Jules†寄宿舎

「女性が創る透明で美しい少年世界」をテーマに、 演劇、映像作品、イベント企画をしている、Jules†少年達の日記。

スポンサーサイト

上記の広告は1ヶ月以上更新のないブログに表示されています。
新しい記事を書く事で広告が消せます。
  1. --/--/--(--) --:--:--|
  2. スポンサー広告

Jules†ジュール誕生秘話<番外編>

劇団名Jules†ジュールは、どうしてJules†ジュールと名づけられたのか・・・?

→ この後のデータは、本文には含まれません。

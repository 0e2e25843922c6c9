//! Decision evaluation pipeline
//!
//! One request flows through four stages:
//! - `loader`: resolve the reference and compile the model
//! - `context_builder`: bind inputs into an engine context
//! - `dispatcher`: evaluate one named decision or all of them
//! - `extractor`: select the result and coerce it to a boolean
//!
//! `service` ties the stages together and turns every failure into an
//! `ErrorOutcome`. Every engine call goes through `guard`.

mod coercion;
mod context_builder;
mod dispatcher;
mod extractor;
mod guard;
mod loader;
mod service;
mod types;

pub use coercion::DecisionValue;
pub use context_builder::build_context;
pub use dispatcher::{dispatch, requested_decision};
pub use extractor::extract;
pub use loader::{LoadedModel, ModelLoader};
pub use service::{DecisionEvaluator, DecisionService};
pub use types::{ErrorOutcome, EvaluationRequest, EvaluationResponse, NormalizedResult};

#[cfg(test)]
mod tests;
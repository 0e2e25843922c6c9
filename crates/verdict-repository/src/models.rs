//! Data models for the repository layer

/// Cache statistics
#[derive(Debug, Clone, Default, PartialEq)]
pub struct CacheStats {
    /// Number of cache hits
    pub hits: u64,
    /// Number of cache misses
    pub misses: u64,
    /// Number of entries replaced because their source bytes changed
    pub invalidations: u64,
    /// Number of entries in cache
    pub size: usize,
}

impl CacheStats {
    /// Calculate cache hit rate
    pub fn hit_rate(&self) -> f64 {
        let total = self.hits + self.misses;
        if total == 0 {
            0.0
        } else {
            self.hits as f64 / total as f64
        }
    }
}
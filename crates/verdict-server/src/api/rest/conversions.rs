//! Type conversion utilities

use crate::error::ServerError;
use std::collections::HashMap;
use verdict_core::Value;

/// Convert request inputs into decision values
pub(super) fn inputs_to_values(
    inputs: HashMap<String, serde_json::Value>,
) -> Result<HashMap<String, Value>, ServerError> {
    inputs
        .into_iter()
        .map(|(name, json)| {
            Value::try_from(json)
                .map(|value| (name.clone(), value))
                .map_err(|e| ServerError::InvalidRequest(format!("Input '{}': {}", name, e)))
        })
        .collect()
}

はい、「主な由来」はフランス人作家のJules Verne(ジュール・ヴェルヌ)。月世界旅行 (De la Terre à la Lune )の作家です(直球や)。
伊東が集団名を決めかねて机に積みあがっていた本たちを繰りながら、そのあたりの作家のもの+初期の映画や幻灯機(マジックランタン)に関する本+タルホニアなどの稲垣足穂の映画論などなど。ぱらりらとそれをめくった伊東の目に飛び込んできたのが、お月様の目にロケットが飛び込んでる「月世界旅行」の映画の一場面。
jules_1.jpg
伊東「あー、これ知ってる!乃木坂のラ・カメラ(現在は下北沢)でこのシーン見た♪ 
    ・・・これって誰の作品?」
女「ジュール・ヴェルヌ」
伊東「おぉー・・・(としばらく大文字小文字カタカナ色々紙に書き散らす狩野)
    うん、これに決めた♪”Jules”!」(早っ!)

いろんな面白すぎる逸話が合って、どれが本当の話なのかわからない謎の作家。今年没後101年に当たるのを記念して(何で100年記念ぢゃないのか?それもヴェルヌらしい気も・・・)日本ジュールヴェルヌ協会が設立されるとかダヴィンチコードにも影響を与えているからヴェルヌコードが発売されるとか今年はジュールが動くらしいぞ!!(真偽不明(笑))
jules_2.jpg
読んだことがなくてもナンカ聞いたことある名・・・って人が多いかも。某ネズミーランドの海のほうでも名前を見つけることが出来ますし、ノーチラス号はじめ今の映画やゲームや実際の潜水艦や飛行機などに、ヴェルヌ作品に登場するものの名がそのまま付いているものが多いんです。なぜか?・・・それは、“彼の作品を読んで科学に興味を持ち、そのまま本当の科学者になった少年達”が本当に多いからです!!。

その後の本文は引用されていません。